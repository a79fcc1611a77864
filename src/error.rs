use axum::{
    http::StatusCode,
    response::{IntoResponse, Response},
    Json,
};
use rust_decimal::Decimal;
use serde_json::json;
use thiserror::Error;

#[derive(Error, Debug)]
pub enum ApiError {
    #[error("Validation error: {0}")]
    Validation(String),

    #[error("Conflict: {0}")]
    Conflict(String),

    #[error("Not found: {0}")]
    NotFound(String),

    #[error("Unauthorized: {0}")]
    Unauthorized(String),

    #[error("Forbidden: {0}")]
    Forbidden(String),

    #[error("Chain RPC unavailable: {0}")]
    ExternalUnavailable(String),

    #[error("Insufficient balance: available={available}, requested={requested}")]
    InsufficientBalance {
        available: Decimal,
        requested: Decimal,
    },

    #[error("Stake has not matured yet")]
    NotMatured,

    #[error("Signature does not match the claimed address")]
    InvalidSignature,

    #[error("Challenge has expired")]
    ChallengeExpired,

    #[error("No matching challenge for this address and nonce")]
    ChallengeNotFound,

    #[error("Wallet is already linked")]
    AlreadyLinked,

    #[error("Database error: {0}")]
    Database(String),

    #[error("Internal server error: {0}")]
    Internal(String),
}

impl ApiError {
    /// Stable machine-readable kind, independent of the human message.
    pub fn kind(&self) -> &'static str {
        match self {
            ApiError::Validation(_) => "validation_error",
            ApiError::Conflict(_) => "conflict",
            ApiError::NotFound(_) => "not_found",
            ApiError::Unauthorized(_) => "unauthorized",
            ApiError::Forbidden(_) => "forbidden",
            ApiError::ExternalUnavailable(_) => "external_unavailable",
            ApiError::InsufficientBalance { .. } => "insufficient_balance",
            ApiError::NotMatured => "not_matured",
            ApiError::InvalidSignature => "invalid_signature",
            ApiError::ChallengeExpired => "challenge_expired",
            ApiError::ChallengeNotFound => "challenge_not_found",
            ApiError::AlreadyLinked => "already_linked",
            ApiError::Database(_) => "database_error",
            ApiError::Internal(_) => "internal_error",
        }
    }
}

impl IntoResponse for ApiError {
    fn into_response(self) -> Response {
        let status = match &self {
            ApiError::Validation(_)
            | ApiError::InsufficientBalance { .. }
            | ApiError::NotMatured
            | ApiError::InvalidSignature
            | ApiError::ChallengeExpired => StatusCode::BAD_REQUEST,
            ApiError::Unauthorized(_) => StatusCode::UNAUTHORIZED,
            ApiError::Forbidden(_) => StatusCode::FORBIDDEN,
            ApiError::NotFound(_) | ApiError::ChallengeNotFound => StatusCode::NOT_FOUND,
            ApiError::Conflict(_) | ApiError::AlreadyLinked => StatusCode::CONFLICT,
            ApiError::ExternalUnavailable(_) => StatusCode::BAD_GATEWAY,
            ApiError::Database(_) | ApiError::Internal(_) => StatusCode::INTERNAL_SERVER_ERROR,
        };

        match &self {
            ApiError::Database(e) => tracing::error!("Database error: {}", e),
            ApiError::Internal(e) => tracing::error!("Internal error: {}", e),
            ApiError::ExternalUnavailable(e) => tracing::error!("Chain RPC error: {}", e),
            _ => tracing::warn!("Request failed: {}", self),
        }

        let body = Json(json!({
            "error": self.kind(),
            "details": self.to_string(),
        }));

        (status, body).into_response()
    }
}

impl From<sqlx::Error> for ApiError {
    fn from(error: sqlx::Error) -> Self {
        ApiError::Database(error.to_string())
    }
}

impl From<reqwest::Error> for ApiError {
    fn from(error: reqwest::Error) -> Self {
        ApiError::ExternalUnavailable(error.to_string())
    }
}

pub type Result<T> = std::result::Result<T, ApiError>;
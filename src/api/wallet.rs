use axum::extract::State;
use axum::http::StatusCode;
use axum::Json;
use serde::Deserialize;
use serde_json::{json, Value};
use std::sync::Arc;

use crate::api::AppState;
use crate::db::models::WalletLink;
use crate::error::Result;
use crate::ledger::wallet_proof::IssuedChallenge;
use crate::middleware::AuthUser;

pub async fn deposit_address(AuthUser(user): AuthUser) -> Json<Value> {
    Json(json!({
        "deposit_address": user.deposit_address,
    }))
}

pub async fn links(
    State(state): State<Arc<AppState>>,
    AuthUser(user): AuthUser,
) -> Result<Json<Vec<WalletLink>>> {
    let links = state.wallet_proof.linked_wallets(user.id).await?;
    Ok(Json(links))
}

#[derive(Debug, Deserialize)]
pub struct ChallengeRequest {
    pub address: String,
}

pub async fn challenge(
    State(state): State<Arc<AppState>>,
    AuthUser(user): AuthUser,
    Json(request): Json<ChallengeRequest>,
) -> Result<Json<IssuedChallenge>> {
    let challenge = state
        .wallet_proof
        .issue_challenge(user.id, &request.address)
        .await?;
    Ok(Json(challenge))
}

#[derive(Debug, Deserialize)]
pub struct ConfirmRequest {
    pub address: String,
    pub nonce: String,
    /// 65-byte personal_sign signature over the challenge message, hex encoded.
    pub signature: String,
    pub issued_at: Option<chrono::DateTime<chrono::Utc>>,
}

pub async fn confirm(
    State(state): State<Arc<AppState>>,
    AuthUser(user): AuthUser,
    Json(request): Json<ConfirmRequest>,
) -> Result<(StatusCode, Json<WalletLink>)> {
    let link = state
        .wallet_proof
        .confirm_challenge(
            user.id,
            &request.address,
            &request.nonce,
            &request.signature,
            request.issued_at,
        )
        .await?;
    Ok((StatusCode::CREATED, Json(link)))
}
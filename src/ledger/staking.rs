use chrono::{Duration, Utc};
use rust_decimal::Decimal;
use rust_decimal_macros::dec;
use serde::Serialize;
use sqlx::PgPool;
use uuid::Uuid;

use crate::db::models::{BalancePool, Stake, StakeStatus};
use crate::error::{ApiError, Result};
use crate::ledger::{credit_pool, credit_pool_earned, debit_pool};

#[derive(Debug, Clone, Serialize)]
pub struct StakeTier {
    pub name: &'static str,
    pub min_amount: Decimal,
    pub max_amount: Decimal,
    /// Percent per day.
    pub daily_rate: Decimal,
    pub duration_days: i64,
    pub apy_percent: Decimal,
}

pub fn tiers() -> [StakeTier; 4] {
    [
        StakeTier {
            name: "Sapphire",
            min_amount: dec!(1000),
            max_amount: dec!(9999),
            daily_rate: dec!(0.8),
            duration_days: 15,
            apy_percent: dec!(292),
        },
        StakeTier {
            name: "Royal Sapphire",
            min_amount: dec!(10000),
            max_amount: dec!(49999),
            daily_rate: dec!(1.1),
            duration_days: 30,
            apy_percent: dec!(401.5),
        },
        StakeTier {
            name: "Emerald",
            min_amount: dec!(50000),
            max_amount: dec!(199999),
            daily_rate: dec!(1.3),
            duration_days: 45,
            apy_percent: dec!(474.5),
        },
        StakeTier {
            name: "Imperial Diamond",
            min_amount: dec!(200000),
            max_amount: dec!(1000000),
            daily_rate: dec!(1.5),
            duration_days: 60,
            apy_percent: dec!(547.5),
        },
    ]
}

pub fn find_tier(name: &str) -> Option<StakeTier> {
    tiers().into_iter().find(|t| t.name.eq_ignore_ascii_case(name))
}

/// Profit for `elapsed_days` whole days, capped so accumulated profit can never
/// exceed rate x duration x amount no matter how late the sweep runs.
pub fn accrual_delta(
    amount: Decimal,
    daily_rate: Decimal,
    elapsed_days: i64,
    accumulated: Decimal,
    duration_days: i64,
) -> Decimal {
    if elapsed_days <= 0 {
        return Decimal::ZERO;
    }
    let per_day = amount * daily_rate / dec!(100);
    let max_profit = per_day * Decimal::from(duration_days);
    let delta = per_day * Decimal::from(elapsed_days);
    delta.min(max_profit - accumulated).max(Decimal::ZERO)
}

#[derive(Debug, Default, Serialize)]
pub struct AccrualSummary {
    pub stakes_accrued: u32,
    pub stakes_completed: u32,
    pub total_profit: Decimal,
}

pub struct StakeAccrualEngine {
    db_pool: PgPool,
}

impl StakeAccrualEngine {
    pub fn new(db_pool: PgPool) -> Self {
        Self { db_pool }
    }

    /// Moves the principal from the main pool into the staking pool and opens
    /// the position. The principal stays visible in the staking balance for the
    /// whole term.
    pub async fn create_stake(
        &self,
        user_id: Uuid,
        tier_name: &str,
        amount: Decimal,
    ) -> Result<Stake> {
        let tier = find_tier(tier_name)
            .ok_or_else(|| ApiError::Validation(format!("unknown staking tier: {}", tier_name)))?;

        if amount < tier.min_amount || amount > tier.max_amount {
            return Err(ApiError::Validation(format!(
                "{} stakes must be between {} and {} XNRT",
                tier.name, tier.min_amount, tier.max_amount
            )));
        }

        let start = Utc::now();
        let end = start + Duration::days(tier.duration_days);

        let mut tx = self.db_pool.begin().await?;
        debit_pool(&mut tx, user_id, BalancePool::Main, amount).await?;
        credit_pool(&mut tx, user_id, BalancePool::Staking, amount).await?;

        let stake: Stake = sqlx::query_as(
            r#"
            INSERT INTO stakes
                (user_id, tier, amount, daily_rate, duration_days,
                 start_date, end_date, last_accrued, status)
            VALUES ($1, $2, $3, $4, $5, $6, $7, $6, 'active')
            RETURNING *
            "#,
        )
        .bind(user_id)
        .bind(tier.name)
        .bind(amount)
        .bind(tier.daily_rate)
        .bind(tier.duration_days)
        .bind(start)
        .bind(end)
        .fetch_one(&mut *tx)
        .await?;

        tx.commit().await?;
        tracing::info!(
            "Stake {} opened: {} XNRT in {} for user {}",
            stake.id,
            amount,
            tier.name,
            user_id
        );
        Ok(stake)
    }

    /// Accrues profit on every active stake. Each stake gets its own
    /// transaction, so one bad row cannot block the rest of the sweep.
    pub async fn process_rewards(&self) -> Result<AccrualSummary> {
        let stake_ids: Vec<Uuid> =
            sqlx::query_scalar("SELECT id FROM stakes WHERE status = 'active'")
                .fetch_all(&self.db_pool)
                .await?;

        let mut summary = AccrualSummary::default();
        for stake_id in stake_ids {
            match self.accrue_one(stake_id).await {
                Ok(Some((profit, completed))) => {
                    if profit > Decimal::ZERO {
                        summary.stakes_accrued += 1;
                        summary.total_profit += profit;
                    }
                    if completed {
                        summary.stakes_completed += 1;
                    }
                }
                Ok(None) => {}
                Err(e) => {
                    tracing::error!("Accrual failed for stake {}: {}", stake_id, e);
                }
            }
        }

        if summary.stakes_accrued > 0 || summary.stakes_completed > 0 {
            tracing::info!(
                "Accrual sweep: {} XNRT over {} stakes, {} completed",
                summary.total_profit,
                summary.stakes_accrued,
                summary.stakes_completed
            );
        }
        Ok(summary)
    }

    /// Accrual is keyed to whole days elapsed since the checkpoint, and the
    /// checkpoint advances by exactly that many days. Running the sweep twice
    /// in the same day is a no-op; missing a day pays out both on the next run.
    async fn accrue_one(&self, stake_id: Uuid) -> Result<Option<(Decimal, bool)>> {
        let mut tx = self.db_pool.begin().await?;

        let stake: Option<Stake> =
            sqlx::query_as("SELECT * FROM stakes WHERE id = $1 AND status = 'active' FOR UPDATE")
                .bind(stake_id)
                .fetch_optional(&mut *tx)
                .await?;

        let Some(stake) = stake else {
            return Ok(None);
        };

        let now = Utc::now();
        let accrue_until = now.min(stake.end_date);
        let elapsed = (accrue_until - stake.last_accrued).num_days();

        let profit = accrual_delta(
            stake.amount,
            stake.daily_rate,
            elapsed,
            stake.accumulated_profit,
            stake.duration_days,
        );

        if elapsed > 0 {
            let checkpoint = stake.last_accrued + Duration::days(elapsed);
            sqlx::query(
                "UPDATE stakes SET accumulated_profit = accumulated_profit + $2, \
                 last_accrued = $3 WHERE id = $1",
            )
            .bind(stake.id)
            .bind(profit)
            .bind(checkpoint)
            .execute(&mut *tx)
            .await?;

            if profit > Decimal::ZERO {
                credit_pool_earned(&mut tx, stake.user_id, BalancePool::Staking, profit).await?;
            }
        }

        let completed = now >= stake.end_date;
        if completed {
            sqlx::query("UPDATE stakes SET status = 'completed' WHERE id = $1")
                .bind(stake.id)
                .execute(&mut *tx)
                .await?;
        }

        tx.commit().await?;
        Ok(Some((profit, completed)))
    }

    /// Pays out principal + profit from the staking pool into the main pool.
    /// Only completed stakes can be withdrawn, and only once.
    pub async fn withdraw_stake(&self, user_id: Uuid, stake_id: Uuid) -> Result<(Stake, Decimal)> {
        let mut tx = self.db_pool.begin().await?;

        let stake: Stake =
            sqlx::query_as("SELECT * FROM stakes WHERE id = $1 AND user_id = $2 FOR UPDATE")
                .bind(stake_id)
                .bind(user_id)
                .fetch_optional(&mut *tx)
                .await?
                .ok_or_else(|| ApiError::NotFound(format!("stake {}", stake_id)))?;

        match stake.status {
            StakeStatus::Active => return Err(ApiError::NotMatured),
            StakeStatus::Withdrawn => {
                return Err(ApiError::Conflict(format!(
                    "stake {} was already withdrawn",
                    stake_id
                )))
            }
            StakeStatus::Completed => {}
        }

        let updated: Stake = sqlx::query_as(
            "UPDATE stakes SET status = 'withdrawn' \
             WHERE id = $1 AND status = 'completed' RETURNING *",
        )
        .bind(stake.id)
        .fetch_one(&mut *tx)
        .await?;

        let payout = updated.amount + updated.accumulated_profit;
        debit_pool(&mut tx, user_id, BalancePool::Staking, payout).await?;
        credit_pool(&mut tx, user_id, BalancePool::Main, payout).await?;

        tx.commit().await?;
        tracing::info!(
            "Stake {} withdrawn: {} XNRT to main pool of user {}",
            updated.id,
            payout,
            user_id
        );
        Ok((updated, payout))
    }

    pub async fn list_for_user(&self, user_id: Uuid) -> Result<Vec<Stake>> {
        let stakes =
            sqlx::query_as("SELECT * FROM stakes WHERE user_id = $1 ORDER BY start_date DESC")
                .bind(user_id)
                .fetch_all(&self.db_pool)
                .await?;
        Ok(stakes)
    }
}

#[cfg(test)]
mod tests {
    use super::*;

    #[test]
    fn tiers_cover_their_documented_ranges() {
        assert_eq!(find_tier("Sapphire").unwrap().daily_rate, dec!(0.8));
        assert_eq!(find_tier("royal sapphire").unwrap().duration_days, 30);
        assert_eq!(find_tier("Emerald").unwrap().min_amount, dec!(50000));
        assert_eq!(find_tier("Imperial Diamond").unwrap().max_amount, dec!(1000000));
        assert!(find_tier("Obsidian").is_none());
    }

    #[test]
    fn full_term_profit_matches_the_tier_promise() {
        // 10,000 XNRT in Royal Sapphire: 1.1%/day for 30 days = 3,300 profit
        let total = accrual_delta(dec!(10000), dec!(1.1), 30, Decimal::ZERO, 30);
        assert_eq!(total, dec!(3300));
    }

    #[test]
    fn same_day_rerun_accrues_nothing() {
        assert_eq!(
            accrual_delta(dec!(10000), dec!(1.1), 0, dec!(110), 30),
            Decimal::ZERO
        );
    }

    #[test]
    fn profit_is_capped_at_the_term_maximum() {
        // sweep running long after the end date must not overshoot the cap
        let almost_full = dec!(3190); // 29 days already paid
        let delta = accrual_delta(dec!(10000), dec!(1.1), 45, almost_full, 30);
        assert_eq!(delta, dec!(110));

        let at_cap = dec!(3300);
        assert_eq!(
            accrual_delta(dec!(10000), dec!(1.1), 45, at_cap, 30),
            Decimal::ZERO
        );
    }

    #[test]
    fn day_by_day_accrual_sums_to_the_full_term() {
        let mut accumulated = Decimal::ZERO;
        for _ in 0..15 {
            accumulated += accrual_delta(dec!(5000), dec!(0.8), 1, accumulated, 15);
        }
        assert_eq!(accumulated, dec!(600));
    }
}
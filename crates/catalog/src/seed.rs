//! The demo catalog and default admin account a fresh store starts with.

use crate::types::*;
use std::collections::{BTreeSet, HashSet};

/// Id of the seeded administrator
pub const ADMIN_ID: &str = "admin-1";

/// Email of the seeded administrator
pub const ADMIN_EMAIL: &str = "admin@cinesense.com";

#[allow(clippy::too_many_arguments)]
fn movie(
    id: &str,
    title: &str,
    description: &str,
    genres: &[Genre],
    director: &str,
    cast: &[&str],
    year: u16,
    duration_minutes: u32,
    rating: f32,
    poster_seed: &str,
    view_count: u64,
) -> Movie {
    Movie {
        id: id.to_string(),
        title: title.to_string(),
        description: description.to_string(),
        genres: genres.to_vec(),
        director: director.to_string(),
        cast: cast.iter().map(|c| c.to_string()).collect(),
        year,
        duration_minutes,
        rating,
        poster_url: format!("https://picsum.photos/seed/{}/300/450", poster_seed),
        view_count,
    }
}

/// The eight demo titles, in catalog order
pub fn seed_movies() -> Vec<Movie> {
    use Genre::*;

    vec![
        movie(
            "1",
            "Inception",
            "A thief who steals corporate secrets through the use of dream-sharing technology is given the inverse task of planting an idea into the mind of a C.E.O.",
            &[SciFi, Action, Thriller],
            "Christopher Nolan",
            &["Leonardo DiCaprio", "Joseph Gordon-Levitt", "Ellen Page"],
            2010,
            148,
            4.8,
            "inception",
            12500,
        ),
        movie(
            "2",
            "The Dark Knight",
            "When the menace known as the Joker wreaks havoc and chaos on the people of Gotham, Batman must accept one of the greatest psychological and physical tests of his ability to fight injustice.",
            &[Action, Drama, Crime],
            "Christopher Nolan",
            &["Christian Bale", "Heath Ledger", "Aaron Eckhart"],
            2008,
            152,
            4.9,
            "darkknight",
            15000,
        ),
        movie(
            "3",
            "Interstellar",
            "A team of explorers travel through a wormhole in space in an attempt to ensure humanity's survival.",
            &[SciFi, Adventure, Drama],
            "Christopher Nolan",
            &["Matthew McConaughey", "Anne Hathaway", "Jessica Chastain"],
            2014,
            169,
            4.7,
            "interstellar",
            11200,
        ),
        movie(
            "4",
            "Parasite",
            "Greed and class discrimination threaten the newly formed symbiotic relationship between the wealthy Park family and the destitute Kim clan.",
            &[Drama, Thriller, Comedy],
            "Bong Joon Ho",
            &["Kang-ho Song", "Sun-kyun Lee", "Yeo-jeong Jo"],
            2019,
            132,
            4.6,
            "parasite",
            9800,
        ),
        movie(
            "5",
            "Avengers: Endgame",
            "After the devastating events of Infinity War, the universe is in ruins. With the help of remaining allies, the Avengers assemble once more in order to reverse Thanos' actions and restore balance to the universe.",
            &[Action, SciFi, Adventure],
            "Anthony Russo, Joe Russo",
            &["Robert Downey Jr.", "Chris Evans", "Mark Ruffalo"],
            2019,
            181,
            4.5,
            "endgame",
            20000,
        ),
        movie(
            "6",
            "The Grand Budapest Hotel",
            "A writer encounters the owner of an aging high-class hotel, who tells him of his early years serving as a lobby boy in the hotel's glorious years under an exceptional concierge.",
            &[Comedy, Drama, Adventure],
            "Wes Anderson",
            &["Ralph Fiennes", "F. Murray Abraham", "Mathieu Amalric"],
            2014,
            99,
            4.3,
            "budapest",
            7500,
        ),
        movie(
            "7",
            "Whiplash",
            "A promising young drummer enrolls at a cut-throat music conservatory where his dreams of greatness are mentored by an instructor who will stop at nothing to realize a student's potential.",
            &[Drama, Music],
            "Damien Chazelle",
            &["Miles Teller", "J.K. Simmons", "Melissa Benoist"],
            2014,
            106,
            4.8,
            "whiplash",
            6800,
        ),
        movie(
            "8",
            "Mad Max: Fury Road",
            "In a post-apocalyptic wasteland, a woman rebels against a tyrannical ruler in search for her homeland with the aid of a group of female prisoners, a psychotic worshiper, and a drifter named Max.",
            &[Action, Adventure, SciFi],
            "George Miller",
            &["Tom Hardy", "Charlize Theron", "Nicholas Hoult"],
            2015,
            120,
            4.4,
            "madmax",
            13400,
        ),
    ]
}

/// The default administrator; no genre preferences, empty lists
pub fn seed_admin() -> User {
    User {
        id: ADMIN_ID.to_string(),
        name: "Admin User".to_string(),
        email: ADMIN_EMAIL.to_string(),
        role: UserRole::Admin,
        preferred_genres: HashSet::new(),
        watchlist: BTreeSet::new(),
        watched_history: BTreeSet::new(),
        avatar_url: Some(
            "https://ui-avatars.com/api/?name=Admin+User&background=E50914&color=fff".to_string(),
        ),
    }
}

impl MemoryStore {
    /// In-memory store holding the demo catalog and the default admin
    pub fn seeded() -> Self {
        let mut store = MemoryStore::new();
        for movie in seed_movies() {
            store.insert_movie(movie);
        }
        store.insert_user_record(seed_admin());
        store
    }
}
//! Error types for the catalog crate.
//!
//! Every store operation returns [`Result`], so callers can tell a missing
//! record apart from a broken snapshot file.

use thiserror::Error;

/// Errors that can occur while reading, mutating or persisting the store
#[derive(Error, Debug)]
pub enum CatalogError {
    /// Referenced entity doesn't exist (e.g. watchlist toggle for an unknown user)
    #[error("{entity} not found: {id}")]
    NotFound { entity: String, id: String },

    /// Another account already uses this email address
    #[error("Email already exists: {0}")]
    EmailTaken(String),

    /// A data field had an invalid value
    #[error("Invalid value for {field}: {value}")]
    InvalidValue { field: String, value: String },

    /// Snapshot contents failed an integrity check
    #[error("Validation failed: {0}")]
    Validation(String),

    /// I/O error occurred while reading or writing the snapshot
    #[error("I/O error: {0}")]
    Io(#[from] std::io::Error),

    /// Snapshot was not valid JSON or didn't match the record layout
    #[error("Malformed snapshot: {0}")]
    Json(#[from] serde_json::Error),
}

impl CatalogError {
    pub fn not_found(entity: &str, id: impl Into<String>) -> Self {
        CatalogError::NotFound {
            entity: entity.to_string(),
            id: id.into(),
        }
    }
}

/// Convenience type alias for Results in this crate
pub type Result<T> = std::result::Result<T, CatalogError>;
//! Storage interface for the Movie, User and Review collections.
//!
//! Services take these traits instead of a concrete store so tests can hand
//! in fixtures. `MemoryStore` is the implementation shipped with the crate.

use crate::error::{CatalogError, Result};
use crate::types::*;
use rand::Rng;
use rand::distr::Alphanumeric;
use tracing::debug;

/// Length of generated movie, user and review ids
pub const ID_LEN: usize = 9;

/// Read and append access to the movie catalog
pub trait MovieStore {
    /// The whole catalog in insertion order
    fn movies(&self) -> &[Movie];

    fn movie(&self, id: &str) -> Option<&Movie>;

    /// Ids of the movies tagged with `genre`, in catalog order
    fn movie_ids_by_genre(&self, genre: Genre) -> &[MovieId];

    /// Append a new title. The store assigns the id and zeroes `rating` and
    /// `view_count`.
    fn add_movie(&mut self, draft: MovieDraft) -> Result<Movie>;
}

/// CRUD access to accounts
pub trait UserStore {
    fn users(&self) -> &[User];

    fn user(&self, id: &str) -> Option<&User>;

    fn user_by_email(&self, email: &str) -> Option<&User>;

    /// Add a new account; fails with `EmailTaken` if the email is in use
    fn insert_user(&mut self, user: User) -> Result<()>;

    /// Replace the account with the same id; fails with `EmailTaken` if the
    /// new email belongs to another account
    fn update_user(&mut self, user: User) -> Result<User>;
}

/// Access to reviews
pub trait ReviewStore {
    fn reviews(&self) -> &[Review];

    /// Add a review of an existing movie
    fn add_review(&mut self, review: Review) -> Result<()>;
}

/// Generate a random lowercase alphanumeric id
pub fn generate_id() -> String {
    rand::rng()
        .sample_iter(&Alphanumeric)
        .take(ID_LEN)
        .map(|b| (b as char).to_ascii_lowercase())
        .collect()
}

impl MemoryStore {
    fn fresh_movie_id(&self) -> MovieId {
        loop {
            let id = generate_id();
            if !self.movie_positions.contains_key(&id) {
                return id;
            }
        }
    }
}

impl MovieStore for MemoryStore {
    fn movies(&self) -> &[Movie] {
        &self.movies
    }

    fn movie(&self, id: &str) -> Option<&Movie> {
        self.get_movie(id)
    }

    fn movie_ids_by_genre(&self, genre: Genre) -> &[MovieId] {
        self.get_movies_by_genre(genre)
    }

    fn add_movie(&mut self, draft: MovieDraft) -> Result<Movie> {
        let movie = draft.into_movie(self.fresh_movie_id());
        debug!("Adding movie {} ({})", movie.id, movie.title);
        self.write_through(|s| s.movies.push(movie.clone()))?;
        self.insert_movie(movie.clone());
        Ok(movie)
    }
}

impl UserStore for MemoryStore {
    fn users(&self) -> &[User] {
        &self.users
    }

    fn user(&self, id: &str) -> Option<&User> {
        self.get_user(id)
    }

    fn user_by_email(&self, email: &str) -> Option<&User> {
        self.users.iter().find(|u| u.email == email)
    }

    fn insert_user(&mut self, user: User) -> Result<()> {
        if self.user_by_email(&user.email).is_some() {
            return Err(CatalogError::EmailTaken(user.email));
        }
        if self.get_user(&user.id).is_some() {
            return Err(CatalogError::Validation(format!(
                "duplicate user id {}",
                user.id
            )));
        }
        debug!("Inserting user {}", user.id);
        self.write_through(|s| s.users.push(user.clone()))?;
        self.insert_user_record(user);
        Ok(())
    }

    fn update_user(&mut self, user: User) -> Result<User> {
        let pos = self
            .users
            .iter()
            .position(|u| u.id == user.id)
            .ok_or_else(|| CatalogError::not_found("User", user.id.clone()))?;
        if let Some(other) = self.user_by_email(&user.email)
            && other.id != user.id
        {
            return Err(CatalogError::EmailTaken(user.email));
        }

        self.write_through(|s| s.users[pos] = user.clone())?;
        self.users[pos] = user.clone();
        Ok(user)
    }
}

impl ReviewStore for MemoryStore {
    fn reviews(&self) -> &[Review] {
        &self.reviews
    }

    fn add_review(&mut self, review: Review) -> Result<()> {
        if self.get_movie(&review.movie_id).is_none() {
            return Err(CatalogError::not_found("Movie", review.movie_id));
        }
        self.write_through(|s| s.reviews.push(review.clone()))?;
        self.insert_review_record(review);
        Ok(())
    }
}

========================

» Exercise directions
Going through the listing above, count the lines in which the word "ChallengeNotFound" appears, and give only the number.

» Reply to the exercise
3